That said, when someone gives me feedback, especially if I paid them for it, I'm apt to want to to hear it, open minded, since they may see something I can't . . .yet.


----------



## JCnGrace

@tinyliny, the first time I saw BNT being used on this forum I had to ask too. The problem is I still can't remember because until someone answered I could only come up with "bare naked trainer" so that's how my brain still computes those initials. LOL


----------



## AnitaAnne

JCnGrace said:


> @tinyliny, the first time I saw BNT being used on this forum I had to ask too. The problem is I still can't remember because until someone answered I could only come up with "bare naked trainer" so that's how my brain still computes those initials. LOL


:rofl: :rofl: :rofl: Now "Bare Neked Trainer" is in my head too :rofl: 

I took a clinic once with "He Who Shall Not Be Named" and left in disgust the second morning. Always watch/audit a clinician prior to riding with them 

Other than the above, _the one who only lets people walk_, never had a bad experience with a clinician. Have always gotten something out of it. I figure I'm paying for their opinion, I at least have to TRY to do what they ask...


----------



## waresbear

Only time I felt ripped off in a clinic was a showmanship clinic given by an open show judge who used show top levels Arabs. He taught me nothing I didn't already know, spent way too much one on one time with my daughter & I (creepy) and pretty much ignored the people who could have used his help. Two days and hundreds of dollars I will never get back.


----------



## JCnGrace

Sorry to give you my brain worm @AnitaAnne. LOL


----------



## AnitaAnne

JCnGrace said:


> Sorry to give you my brain worm @AnitaAnne. LOL


How about a visual?


----------



## waresbear

I've seen that video a of number of times before, where do I sign up for his clinic?


----------



## AnitaAnne

waresbear said:


> I've seen that video a of number of times before, where do I sign up for his clinic?


It's just as good the last time as the first time.

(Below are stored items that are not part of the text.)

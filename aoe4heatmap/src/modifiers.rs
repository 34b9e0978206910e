//! Flattening of weapon modifiers into per-class bonuses.

use aoe4data::Unit;
use serde::Serialize;

/// Bonus damage a unit deals against defenders carrying `class`.
#[derive(Debug, Clone, PartialEq, Serialize)]
pub struct ClassBonus {
    pub class: String,
    pub value: f64,
}

/// Every (class, value) pair the unit's modifiers target.
///
/// Order follows weapons → modifiers → target groups → classes. Nothing is
/// deduplicated: a class targeted by two modifiers appears twice, and the
/// matrix builder lets the later entry win.
pub fn extract_modifiers(unit: &Unit) -> Vec<ClassBonus> {
    unit.weapons
        .iter()
        .flat_map(|weapon| weapon.modifiers.iter())
        .flat_map(|modifier| {
            modifier.target.classes().map(move |class| ClassBonus {
                class: class.to_string(),
                value: modifier.value,
            })
        })
        .collect()
}
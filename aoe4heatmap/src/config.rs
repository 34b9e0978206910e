use crate::filter::RelevanceFilter;
use aoe4data::CivTable;
use serde::{Deserialize, Serialize};
use std::path::{Path, PathBuf};
use thiserror::Error;

#[derive(Error, Debug)]
pub enum ConfigError {
    #[error("Failed to read config {path:?}: {source}")]
    Io {
        path: PathBuf,
        source: std::io::Error,
    },
    #[error("Invalid config: {0}")]
    Parse(#[from] serde_json::Error),
}

/// Heatmap view configuration.
#[derive(Debug, Clone, PartialEq, Serialize, Deserialize)]
#[serde(default)]
pub struct HeatmapConfig {
    /// Civilization codes and their display titles.
    pub civs: CivTable,
    /// Civilization selected on the attacker axis at startup.
    pub attacker_civ: String,
    /// Civilization selected on the defender axis at startup.
    pub defender_civ: String,
    /// Relevance toggles at startup.
    pub filter: RelevanceFilter,
}

impl Default for HeatmapConfig {
    fn default() -> Self {
        // Both selectors start on the first entry of the civ table
        Self {
            civs: CivTable::default(),
            attacker_civ: "en".to_string(),
            defender_civ: "en".to_string(),
            filter: RelevanceFilter::NONE,
        }
    }
}

impl HeatmapConfig {
    pub fn from_json_str(json: &str) -> Result<Self, ConfigError> {
        Ok(serde_json::from_str(json)?)
    }

    pub fn load(path: &Path) -> Result<Self, ConfigError> {
        let json = std::fs::read_to_string(path).map_err(|source| ConfigError::Io {
            path: path.to_path_buf(),
            source,
        })?;
        Self::from_json_str(&json)
    }
}

#[cfg(test)]
mod tests {
    use super::*;

    #[test]
    fn test_default_config() {
        let config = HeatmapConfig::default();
        assert_eq!(config.attacker_civ, "en");
        assert_eq!(config.defender_civ, "en");
        assert!(!config.filter.is_active());
        assert_eq!(config.civs.len(), 10);
    }

    #[test]
    fn test_partial_config_fills_defaults() {
        let config = HeatmapConfig::from_json_str(
            r#"{ "defender_civ": "mo", "filter": { "attackers": true, "defenders": false } }"#,
        )
        .unwrap();
        assert_eq!(config.attacker_civ, "en");
        assert_eq!(config.defender_civ, "mo");
        assert!(config.filter.attackers);
        assert_eq!(config.civs, CivTable::default());
    }

    #[test]
    fn test_invalid_config() {
        let err = HeatmapConfig::from_json_str(r#"{ "attacker_civ": 7 }"#).unwrap_err();
        assert!(matches!(err, ConfigError::Parse(_)));
    }
}
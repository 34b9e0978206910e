//! Pruning of rows and columns that carry no bonus at all.

use crate::matrix::HeatmapMatrix;
use serde::{Deserialize, Serialize};
use std::collections::HashSet;

/// Which axes of a matrix to restrict to relevant (non-zero) units.
#[derive(Debug, Clone, Copy, Default, PartialEq, Eq, Serialize, Deserialize)]
pub struct RelevanceFilter {
    pub attackers: bool,
    pub defenders: bool,
}

impl RelevanceFilter {
    pub const NONE: RelevanceFilter = RelevanceFilter {
        attackers: false,
        defenders: false,
    };

    pub fn new(attackers: bool, defenders: bool) -> Self {
        Self {
            attackers,
            defenders,
        }
    }

    pub fn is_active(&self) -> bool {
        self.attackers || self.defenders
    }
}

/// Returns a copy of `matrix` without all-zero attacker rows and/or defender
/// columns.
///
/// Attackers are pruned first; the defender pass only sees the cells that
/// survived it. A row or column with no cells left counts as all-zero. The
/// input is left untouched and `max_bonus` is carried over unchanged.
pub fn filter_matrix(matrix: &HeatmapMatrix, filter: RelevanceFilter) -> HeatmapMatrix {
    let mut result = matrix.clone();

    if filter.attackers {
        let relevant: HashSet<&str> = matrix
            .cells
            .iter()
            .filter(|c| c.value != 0.0)
            .map(|c| c.attacker.as_str())
            .collect();
        result
            .attacker_names
            .retain(|name| relevant.contains(name.as_str()));
        result
            .cells
            .retain(|c| relevant.contains(c.attacker.as_str()));
    }

    if filter.defenders {
        let relevant: HashSet<String> = result
            .cells
            .iter()
            .filter(|c| c.value != 0.0)
            .map(|c| c.defender.clone())
            .collect();
        result.defender_names.retain(|name| relevant.contains(name));
        result.cells.retain(|c| relevant.contains(&c.defender));
    }

    result
}
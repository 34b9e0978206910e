//! Colour calibration for bonus values.

use crate::matrix::HeatmapMatrix;

const LOW: [u8; 3] = [0xff, 0xff, 0xff];
const HIGH: [u8; 3] = [0x07, 0x4b, 0x70];
const EXPONENT: f64 = 0.4;

/// Power scale from `[0, max_bonus]` onto a white → dark blue ramp.
///
/// Handed to renderers explicitly, one per view. With `max_bonus == 0`
/// every value maps to the low end.
#[derive(Debug, Clone, Copy, PartialEq)]
pub struct BonusScale {
    max_bonus: f64,
    exponent: f64,
}

impl BonusScale {
    pub fn new(max_bonus: f64) -> Self {
        Self {
            max_bonus,
            exponent: EXPONENT,
        }
    }

    pub fn for_matrix(matrix: &HeatmapMatrix) -> Self {
        Self::new(matrix.max_bonus)
    }

    pub fn max_bonus(&self) -> f64 {
        self.max_bonus
    }

    /// Position of `value` along the ramp, clamped to `[0, 1]`.
    pub fn intensity(&self, value: f64) -> f64 {
        if self.max_bonus <= 0.0 || value <= 0.0 {
            return 0.0;
        }
        let t = value.min(self.max_bonus).powf(self.exponent) / self.max_bonus.powf(self.exponent);
        t.clamp(0.0, 1.0)
    }

    pub fn rgb(&self, value: f64) -> [u8; 3] {
        let t = self.intensity(value);
        let mut out = [0u8; 3];
        for (i, channel) in out.iter_mut().enumerate() {
            let low = f64::from(LOW[i]);
            let high = f64::from(HIGH[i]);
            *channel = (low + (high - low) * t).round() as u8;
        }
        out
    }

    pub fn hex(&self, value: f64) -> String {
        let [r, g, b] = self.rgb(value);
        format!("#{:02x}{:02x}{:02x}", r, g, b)
    }
}

#[cfg(test)]
mod tests {
    use super::*;

    #[test]
    fn test_endpoints() {
        let scale = BonusScale::new(20.0);
        assert_eq!(scale.hex(0.0), "#ffffff");
        assert_eq!(scale.hex(20.0), "#074b70");
        assert_eq!(scale.intensity(40.0), 1.0);
    }

    #[test]
    fn test_power_curve_lifts_small_values() {
        let scale = BonusScale::new(100.0);
        // 10^0.4 / 100^0.4 = 10^-0.4
        assert!((scale.intensity(10.0) - 0.398_107).abs() < 1e-5);
        assert!(scale.intensity(10.0) > 0.1);
    }

    #[test]
    fn test_flat_when_no_bonus() {
        let scale = BonusScale::new(0.0);
        assert_eq!(scale.intensity(0.0), 0.0);
        assert_eq!(scale.intensity(5.0), 0.0);
        assert_eq!(scale.hex(5.0), "#ffffff");
    }

    #[test]
    fn test_negative_values_clamp_low() {
        let scale = BonusScale::new(10.0);
        assert_eq!(scale.intensity(-3.0), 0.0);
    }
}
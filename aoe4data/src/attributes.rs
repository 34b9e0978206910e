//! Numeric unit attributes as plotted by the stat views.
//!
//! Missing data reads as zero: a unit without weapons has 0 weapon damage,
//! a unit without a ranged armor entry has 0 ranged armor.

use crate::units::Unit;
use serde::{Deserialize, Serialize};
use std::fmt;

#[derive(Debug, Clone, Copy, PartialEq, Eq, Hash, Serialize, Deserialize)]
pub enum UnitAttribute {
    Hitpoints,
    LineOfSight,
    Speed,
    WeaponDamage,
    Food,
    Gold,
    Wood,
    MeleeArmor,
    RangedArmor,
}

impl UnitAttribute {
    pub const ALL: [UnitAttribute; 9] = [
        UnitAttribute::Hitpoints,
        UnitAttribute::LineOfSight,
        UnitAttribute::Speed,
        UnitAttribute::WeaponDamage,
        UnitAttribute::Food,
        UnitAttribute::Gold,
        UnitAttribute::Wood,
        UnitAttribute::MeleeArmor,
        UnitAttribute::RangedArmor,
    ];

    pub fn title(self) -> &'static str {
        match self {
            UnitAttribute::Hitpoints => "Hitpoints",
            UnitAttribute::LineOfSight => "Line of sight",
            UnitAttribute::Speed => "Speed",
            UnitAttribute::WeaponDamage => "Weapon damage",
            UnitAttribute::Food => "Food",
            UnitAttribute::Gold => "Gold",
            UnitAttribute::Wood => "Wood",
            UnitAttribute::MeleeArmor => "Melee armor",
            UnitAttribute::RangedArmor => "Ranged armor",
        }
    }

    pub fn from_title(title: &str) -> Option<Self> {
        Self::ALL.into_iter().find(|a| a.title() == title)
    }

    pub fn value(self, unit: &Unit) -> f64 {
        match self {
            UnitAttribute::Hitpoints => unit.hitpoints,
            UnitAttribute::LineOfSight => unit.sight.line,
            UnitAttribute::Speed => unit.movement.speed,
            UnitAttribute::WeaponDamage => unit.primary_weapon().map_or(0.0, |w| w.damage),
            UnitAttribute::Food => unit.costs.food,
            UnitAttribute::Gold => unit.costs.gold,
            UnitAttribute::Wood => unit.costs.wood,
            UnitAttribute::MeleeArmor => unit.armor_value("melee"),
            UnitAttribute::RangedArmor => unit.armor_value("ranged"),
        }
    }
}

impl fmt::Display for UnitAttribute {
    fn fmt(&self, f: &mut fmt::Formatter<'_>) -> fmt::Result {
        f.write_str(self.title())
    }
}

/// Age number rendered as a roman numeral (ages run I-IV).
#[derive(Debug, Clone, Copy, PartialEq, Eq, PartialOrd, Ord)]
pub struct Age(pub u8);

impl fmt::Display for Age {
    fn fmt(&self, f: &mut fmt::Formatter<'_>) -> fmt::Result {
        match self.0 {
            1 => f.write_str("I"),
            2 => f.write_str("II"),
            3 => f.write_str("III"),
            4 => f.write_str("IV"),
            n => write!(f, "{}", n),
        }
    }
}
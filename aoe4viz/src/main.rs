use aoe4data::UnitRepository;
use aoe4heatmap::{BonusScale, HeatmapConfig, SelectionController};
use anyhow::{Context, Result};
use clap::Parser;

mod args;
mod ops;

use args::{Cli, Commands, OutputFormat};

fn run(args: Cli) -> Result<()> {
    let config = match &args.config {
        Some(path) => HeatmapConfig::load(path)?,
        None => HeatmapConfig::default(),
    };

    let repo = UnitRepository::load(&args.data)
        .with_context(|| format!("Failed to load unit data from {}", args.data.display()))?;

    match args.command {
        Commands::Civs => {
            let ctl = SelectionController::from_repository(&repo, &config);
            print!("{}", ops::render_civs(&ctl)?);
        }
        Commands::Heatmap {
            attacker,
            defender,
            relevant_attackers,
            relevant_defenders,
            format,
            shade,
        } => {
            let mut ctl = SelectionController::from_repository(&repo, &config);
            if let Some(attacker) = attacker {
                ctl.select_attacker(&attacker)?;
            }
            if let Some(defender) = defender {
                ctl.select_defender(&defender)?;
            }
            if relevant_attackers {
                ctl.set_filter_attacker(true);
            }
            if relevant_defenders {
                ctl.set_filter_defender(true);
            }

            let view = ctl.current_view()?;
            match format {
                OutputFormat::Json => println!("{}", serde_json::to_string_pretty(&view)?),
                OutputFormat::Table => {
                    let scale = BonusScale::for_matrix(&view);
                    print!("{}", ops::render_heatmap(&view, &ctl, &scale, shade)?);
                }
            }
        }
        Commands::Units { civ } => {
            let code = config.civs.resolve(&civ).unwrap_or(civ.as_str()).to_string();
            print!("{}", ops::render_units(&repo, &code)?);
        }
    }

    Ok(())
}

fn main() -> Result<()> {
    let args = Cli::parse();

    let level = std::str::FromStr::from_str(&args.log_level).unwrap_or(log::LevelFilter::Info);
    env_logger::Builder::new()
        .filter_level(level)
        .format_timestamp(None)
        .init();

    run(args)
}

But still difficult to study his...um...form as much as I would like. May have to watch a few more times!! :biggrin:


----------



## Chevaux

The video was funny — he’s got a good seat on him😄


----------



## trailhorserider

I would assume BNT is "Big Name Trainer." :smile:


----------



## waresbear

Chevaux said:


> The video was funny — he’s got a good seat on him😄


Yes, he has a superb seat. He rides pretty good too😉


----------



## Foxhunter

Going to any clinic with a trainer you do not know is a gamble. 

My answer is "Yes" - more than once. 

Th first was with a top eventing trainer. The clinic was arranged by a woman that had won Badminton Horse Trials. There were fourteen riders. 

I thought, as did most others, that we would be divided into groups but not at all, we were all riding together in a 20m x 40m indoor arena, way to many for the arena size. Also way to many variations in rider ability and horse experience. 

This instructor was brutal in that he was terribly rude. By the end of the first morning he had reduced the riders to ten, four having left in tears. By the end of the afternoon session it wa shown to eight. 

There was one woman, riding a very nice grey part Arab around 15.1. She had left but returned for a second try. The only rider who got any form of praise was the organiser on her advanced horse, the rest of us were shredded. (I was riding a talented but very green mare) 
We were doing some grid work and the poor woman was useless. Instead of encouraging her this bully had her in tears and when she went to leave he refused to let her take her horse with her. 

He then put the advanced rider on the horse but it was all over the place, running out at the grid and napping. The man did get riled at the advanced rider. I was sat next to another girl who, like me, had struggled and saved to pay the fee. 

As the fiasco was going on, so I turned to the girl amd quietly remarked that I understood what he was yelling about.,

That man either had ears as sensitive as a bat or was a lip reader because he yelled at me, "If you think you can do better, get on the horse!" 

I did! I dismounted and handed my reins to the other girl to hold my mare and vaulted onto the grey. The stirrups were way to short and to small so I crossed them in front of the saddle. I put my leg on the horse and had no reaction at all so I flicked him with my dressage whip and booted herd. 

He shot forward. I stopped and asked again and got a good forward reaction to my leg so I headed to the grid set up on the thre quarter line. Immediately the horse started to stop, I flicked him forward with leg and whip, had to keep a tight rein to keep him in and the whole grid was rushed with poles scattered, 

Of course the instructor was yelling and screaming at me. I looke down at him and with a voice loud enough that the audience could hear I looked down at him amd said, "I was taught that if you put a horse at a fence it either went over it or through it. If you were to set the poles straight instead of yelling, I will have a chance to do it correctly." 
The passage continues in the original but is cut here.